Railroad is a metaphor often heard in Dubai, an autocratic city-state ruled by a dynasty that evokes a language uncommon in the Arab world today: an utter confidence, brimming with pride and optimism that collides with the dejection heard elsewhere in the Middle East. It has emerged as a 21st-century phenomenon, a city of perspectives, whose globalization suggests its inspiration and the discontent of those left behind.
To Sharaf and others, Dubai is the answer to the Arab world's ills, so diverse that conversations in taxicabs are sometimes a patois of Arabic, English and Hindi. Its architecture suggests Pharaonic ambition; at 3 billion square feet, the amusement park known as Dubailand will be three times the size of Manhattan, complete with a replica of the Eiffel Tower and a 60,000-seat stadium. The city's growth, vision and dynamism -- to advocates, at least -- chart a way forward for Arab development independent of the Bush administration's emphasis on democratic reform. Arab expatriates who have flocked here declare Dubai a success and say that the Arab world needs a success story.

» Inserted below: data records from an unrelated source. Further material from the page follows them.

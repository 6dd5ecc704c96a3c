// Enforce at crate level
#![deny(clippy::all)]
#![warn(clippy::pedantic)]
#![warn(clippy::nursery)]
#![allow(clippy::missing_errors_doc, clippy::missing_panics_doc)]

//! Email Body Extraction
//!
//! Best-effort extraction of a readable, decoded text body from a raw
//! RFC 5322 / MIME message, for consumers such as summarizers and
//! notification renderers.
//!
//! # Features
//!
//! - Header/body splitting over borrowed slices, no copies
//! - Case-insensitive header lookup on demand
//! - Single-level multipart walk preferring `text/plain` over `text/html`
//! - Base64 and quoted-printable transfer decoding
//! - Never fails: malformed input degrades to truncated raw text
//! - Digest helpers: envelope, summarizer prompt, icon classification,
//!   webhook payload
//!
//! # Example
//!
//! ```rust
//! use email_digest::extract_body;
//!
//! let raw = "Content-Type: multipart/alternative; boundary=\"X\"\r\n\r\n\
//!            --X\r\n\
//!            Content-Type: text/plain\r\n\
//!            Content-Transfer-Encoding: base64\r\n\r\n\
//!            SGVsbG8=\r\n\
//!            --X--\r\n";
//!
//! assert_eq!(extract_body(raw), "Hello");
//! ```

mod config;
mod decode;
mod digest;
mod error;
mod parser;
mod types;

pub use config::*;
pub use decode::{decode_content, decode_quoted_printable, decode_with, try_decode_base64};
pub use digest::*;
pub use error::{ParseError, Result};
pub use parser::*;
pub use types::*;
//! Buffered file target with optional incremental write-out.

use crate::error::RioResult;
use std::fs::File;
use std::io::{self, BufWriter, Read, Seek, Write};
use std::os::unix::io::AsRawFd;
use tracing::debug;

pub struct FileBackend {
    writer: BufWriter<File>,
    pos: u64,
    /// Start write-out every `autosync` bytes; 0 disables it.
    autosync: u64,
    buffered: u64,
    reclaim_cache: bool,
}

impl std::fmt::Debug for FileBackend {
    fn fmt(&self, f: &mut std::fmt::Formatter<'_>) -> std::fmt::Result {
        f.debug_struct("FileBackend")
            .field("pos", &self.pos)
            .field("autosync", &self.autosync)
            .field("reclaim_cache", &self.reclaim_cache)
            .finish_non_exhaustive()
    }
}

impl FileBackend {
    /// # Errors
    /// Returns an error if the current file offset cannot be queried.
    pub fn new(mut file: File) -> RioResult<Self> {
        let pos = file.stream_position()?;
        Ok(Self {
            writer: BufWriter::new(file),
            pos,
            autosync: 0,
            buffered: 0,
            reclaim_cache: false,
        })
    }

    pub fn set_autosync(&mut self, bytes: u64) {
        self.autosync = bytes;
        self.buffered = 0;
    }

    pub fn set_reclaim_cache(&mut self, enabled: bool) {
        self.reclaim_cache = enabled;
    }

    /// # Errors
    /// Returns the underlying I/O error.
    pub fn write(&mut self, buf: &[u8]) -> RioResult<()> {
        if self.autosync == 0 {
            self.writer.write_all(buf)?;
            self.pos += buf.len() as u64;
            return Ok(());
        }

        // Never let more than `autosync` dirty bytes pile up between write-outs.
        let mut done = 0;
        while done < buf.len() {
            let room = usize::try_from(self.autosync - self.buffered).unwrap_or(usize::MAX);
            let n = room.min(buf.len() - done);
            self.writer.write_all(&buf[done..done + n])?;
            done += n;
            self.buffered += n as u64;
            self.pos += n as u64;

            if self.buffered >= self.autosync {
                self.sync_window()?;
                self.buffered = 0;
            }
        }
        Ok(())
    }

    fn sync_window(&mut self) -> io::Result<()> {
        self.writer.flush()?;
        let fd = self.writer.get_ref().as_raw_fd();
        let window = self.autosync as libc::off64_t;
        let end = self.pos as libc::off64_t;

        // Start write-out of the window just filled.
        check(unsafe {
            libc::sync_file_range(fd, end - window, window, libc::SYNC_FILE_RANGE_WRITE)
        })?;

        // Wait for the window before it, so at most two windows are ever unsynced.
        if end >= 2 * window {
            check(unsafe {
                libc::sync_file_range(
                    fd,
                    end - 2 * window,
                    window,
                    libc::SYNC_FILE_RANGE_WAIT_BEFORE
                        | libc::SYNC_FILE_RANGE_WRITE
                        | libc::SYNC_FILE_RANGE_WAIT_AFTER,
                )
            })?;
        }

        if self.reclaim_cache {
            // Dirty pages are skipped; they get another chance after the next window.
            let ret = unsafe { libc::posix_fadvise(fd, 0, 0, libc::POSIX_FADV_DONTNEED) };
            if ret != 0 {
                debug!(error = %io::Error::from_raw_os_error(ret), "page cache reclaim failed");
            }
        }
        Ok(())
    }

    /// Reads exactly `buf.len()` bytes at the current offset.
    ///
    /// # Errors
    /// Returns the underlying I/O error, `UnexpectedEof` included.
    pub fn read(&mut self, buf: &mut [u8]) -> RioResult<()> {
        self.writer.flush()?;
        self.writer.get_mut().read_exact(buf)?;
        self.pos += buf.len() as u64;
        Ok(())
    }

    #[must_use]
    pub const fn tell(&self) -> u64 {
        self.pos
    }

    /// # Errors
    /// Returns the underlying I/O error.
    pub fn flush(&mut self) -> RioResult<()> {
        self.writer.flush()?;
        Ok(())
    }

    /// # Errors
    /// Returns the error of the final flush.
    pub fn into_inner(self) -> RioResult<File> {
        self.writer.into_inner().map_err(|e| e.into_error().into())
    }
}

fn check(ret: libc::c_int) -> io::Result<()> {
    if ret == -1 {
        return Err(io::Error::last_os_error());
    }
    Ok(())
}

#[cfg(test)]
mod tests {
    use super::*;
    use std::io::SeekFrom;

    #[test]
    fn autosync_writes_in_windows() {
        let file = tempfile::tempfile().unwrap();
        let mut backend = FileBackend::new(file).unwrap();
        backend.set_autosync(4096);
        backend.set_reclaim_cache(true);

        let data: Vec<u8> = (0..10_000u32).map(|i| (i % 253) as u8).collect();
        backend.write(&data).unwrap();
        assert_eq!(backend.tell(), 10_000);
        assert_eq!(backend.buffered, 10_000 - 2 * 4096);

        let mut file = backend.into_inner().unwrap();
        file.seek(SeekFrom::Start(0)).unwrap();
        let mut back = Vec::new();
        file.read_to_end(&mut back).unwrap();
        assert_eq!(back, data);
    }

    #[test]
    fn reads_advance_offset() {
        let file = tempfile::tempfile().unwrap();
        let mut backend = FileBackend::new(file).unwrap();
        backend.write(b"hello world").unwrap();
        backend.flush().unwrap();
        backend.writer.get_mut().seek(SeekFrom::Start(0)).unwrap();
        backend.pos = 0;

        let mut out = [0u8; 5];
        backend.read(&mut out).unwrap();
        assert_eq!(&out, b"hello");
        assert_eq!(backend.tell(), 5);
    }
}
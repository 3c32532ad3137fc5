//! CRC-64 with the Jones polynomial, reflected, as used by RDB and AOF files.

/// Bit-reversed form of 0xad93d23594c935a9.
const POLY: u64 = 0x95ac_9329_ac4b_c9b5;

const TABLE: [u64; 256] = build_table();

const fn build_table() -> [u64; 256] {
    let mut table = [0u64; 256];
    let mut i = 0;
    while i < 256 {
        let mut crc = i as u64;
        let mut bit = 0;
        while bit < 8 {
            crc = if crc & 1 == 1 { (crc >> 1) ^ POLY } else { crc >> 1 };
            bit += 1;
        }
        table[i] = crc;
        i += 1;
    }
    table
}

/// Continues `crc` over `data`. Start from 0.
#[must_use]
pub fn crc64(mut crc: u64, data: &[u8]) -> u64 {
    for byte in data {
        crc = TABLE[((crc ^ u64::from(*byte)) & 0xff) as usize] ^ (crc >> 8);
    }
    crc
}

#[cfg(test)]
mod tests {
    use super::*;

    #[test]
    fn check_value() {
        assert_eq!(crc64(0, b"123456789"), 0xe9c6_d914_c4b8_d9ca);
    }

    #[test]
    fn incremental_matches_one_shot() {
        let data = b"This is a longer test string to verify incremental updates";
        let (a, b) = data.split_at(17);
        assert_eq!(crc64(crc64(0, a), b), crc64(0, data));
        assert_eq!(crc64(0, &[]), 0);
    }
}
//! Submission portal of a kernel-configured DSA work queue.
//!
//! The idxd driver exposes each enabled user work queue as a character device
//! (`/dev/dsa/wq0.0`). Mapping its first page yields the portal: a dedicated queue
//! takes descriptors through `MOVDIR64B`, a shared queue through `ENQCMD`, which may
//! ask the submitter to retry when the queue is full.

use super::WorkQueue;
use super::descriptor::Descriptor;
use crate::error::{RioError, RioResult};
use std::fs::{File, OpenOptions};
use std::io;
use std::os::unix::io::AsRawFd;
use std::path::{Path, PathBuf};
use std::ptr::NonNull;
use tracing::{debug, warn};

const PORTAL_SIZE: usize = 4096;
const ENQCMD_MAX_RETRIES: u32 = 1 << 16;

#[derive(Debug, Clone, Copy, PartialEq, Eq)]
pub enum PortalMode {
    Dedicated,
    Shared,
}

/// A handle to one mapped work-queue portal.
#[derive(Debug)]
pub struct Portal {
    path: PathBuf,
    name: String,
    mode: PortalMode,
    portal: NonNull<u8>,
    // Keeps the device open for as long as the portal is mapped.
    _file: File,
}

unsafe impl Send for Portal {}
unsafe impl Sync for Portal {}

impl Portal {
    /// Opens and maps the portal of the work queue at `path`.
    ///
    /// # Errors
    /// Returns an error if the CPU lacks the submission instruction for `mode`, or if the
    /// device cannot be opened or mapped (driver not loaded, queue disabled, permissions).
    pub fn open<P: AsRef<Path>>(path: P, mode: PortalMode) -> RioResult<Self> {
        let path = path.as_ref();
        check_cpu_support(mode)?;

        let file = OpenOptions::new().read(true).write(true).open(path)?;

        let ptr = unsafe {
            libc::mmap(
                std::ptr::null_mut(),
                PORTAL_SIZE,
                libc::PROT_WRITE,
                libc::MAP_SHARED | libc::MAP_POPULATE,
                file.as_raw_fd(),
                0,
            )
        };
        if ptr == libc::MAP_FAILED {
            let err = io::Error::last_os_error();
            warn!(path = %path.display(), error = %err, "failed to map work queue portal");
            return Err(RioError::Map {
                path: path.to_path_buf(),
                source: err,
            });
        }
        let portal = NonNull::new(ptr.cast::<u8>())
            .ok_or_else(|| RioError::Queue("mmap returned null".into()))?;

        let name = path
            .file_name()
            .map_or_else(|| "wq".to_string(), |n| n.to_string_lossy().into_owned());

        debug!(portal = %name, ?mode, "work queue portal mapped");

        Ok(Self {
            path: path.to_path_buf(),
            name,
            mode,
            portal,
            _file: file,
        })
    }

    #[must_use]
    pub fn path(&self) -> &Path {
        &self.path
    }

    #[must_use]
    pub const fn mode(&self) -> PortalMode {
        self.mode
    }
}

impl WorkQueue for Portal {
    unsafe fn submit(&self, desc: &Descriptor) -> RioResult<()> {
        #[cfg(target_arch = "x86_64")]
        {
            // Descriptor and record writes must be globally visible before the device reads them.
            unsafe { std::arch::x86_64::_mm_sfence() };

            match self.mode {
                PortalMode::Dedicated => {
                    unsafe { x86_submit::movdir64b(self.portal.as_ptr(), desc) };
                    Ok(())
                }
                PortalMode::Shared => {
                    for _ in 0..ENQCMD_MAX_RETRIES {
                        if unsafe { x86_submit::enqcmd(self.portal.as_ptr(), desc) } {
                            return Ok(());
                        }
                        std::hint::spin_loop();
                    }
                    Err(RioError::Queue(format!("{} stayed full", self.name)))
                }
            }
        }

        #[cfg(not(target_arch = "x86_64"))]
        {
            let _ = desc;
            Err(RioError::Unsupported("work queue submission needs x86_64".into()))
        }
    }

    fn name(&self) -> &str {
        &self.name
    }
}

impl Drop for Portal {
    fn drop(&mut self) {
        unsafe {
            libc::munmap(self.portal.as_ptr().cast(), PORTAL_SIZE);
        }
    }
}

fn check_cpu_support(mode: PortalMode) -> RioResult<()> {
    #[cfg(target_arch = "x86_64")]
    {
        use crate::utils::x86;
        let supported = match mode {
            PortalMode::Dedicated => x86::supports_movdir64b(),
            PortalMode::Shared => x86::supports_enqcmd(),
        };
        if supported {
            return Ok(());
        }
        Err(RioError::Unsupported(format!(
            "CPU lacks the submission instruction for {mode:?} work queues"
        )))
    }

    #[cfg(not(target_arch = "x86_64"))]
    {
        Err(RioError::Unsupported(format!(
            "{mode:?} work queues need x86_64"
        )))
    }
}

#[cfg(target_arch = "x86_64")]
mod x86_submit {
    use super::Descriptor;
    use std::arch::asm;

    /// 64-byte direct store of the descriptor into the portal.
    #[allow(clippy::inline_always)]
    #[inline(always)]
    pub unsafe fn movdir64b(portal: *mut u8, desc: &Descriptor) {
        unsafe {
            asm!(
                "movdir64b {0}, [{1}]",
                in(reg) portal,
                in(reg) std::ptr::from_ref(desc),
                options(nostack, preserves_flags)
            );
        }
    }

    /// Enqueue command; returns false when the shared queue rejected the descriptor.
    #[allow(clippy::inline_always)]
    #[inline(always)]
    pub unsafe fn enqcmd(portal: *mut u8, desc: &Descriptor) -> bool {
        let retry: u8;
        unsafe {
            asm!(
                "enqcmd {0}, [{1}]",
                "setz {2}",
                in(reg) portal,
                in(reg) std::ptr::from_ref(desc),
                out(reg_byte) retry,
                options(nostack)
            );
        }
        retry == 0
    }
}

"We're seeing the beginning of an Arab renaissance, and I find it very hopeful," said Nasser Saidi, a former Lebanese minister and the chief economist of the Dubai International Financial Center.
Signs of discontent
But a darker undercurrent pervades the success of Dubai. Hundreds of thousands of foreign workers toil with few rights and sometimes just above subsistence. Unrest has mounted; last month, laborers rioted near the site of Burj Dubai, planned as the world's tallest skyscraper, where a new floor is added every week. The Islamic piety visible in the rest of the Persian Gulf has receded behind a rollicking nightlife of bars, clubs and prostitution so rampant it is assumed to have official sanction. The city has a history as a shipping hub for contraband, including illegal drugs and nuclear weapons components. Rumors of money-laundering are laced through the real estate speculation that has sometimes driven prices to double in six months.
A backlash over the pace of change and its direction is simmering among the city-state's citizens, who make up just one in five of its 1 million residents. Some of them ruefully note that speaking Arabic is not enough to survive in a nominally Arab city.
"Some people feel they are losing control of the city itself, of the society," said Mohammed al-Roken, a lawyer and human rights activist who was barred from teaching at a university and banned from writing a column after airing complaints.
At the heart of what Dubai and its globalization are creating, two cities overlap. One is a dystopic, even soulless vision of the future, where notions of civil society, individual rights and identity are subsumed in the logic of capital. The other is a rare triumph of the private sector in an Arab city that provides a model for prosperity and a force for integration, reversing decades of disappointment and defeat.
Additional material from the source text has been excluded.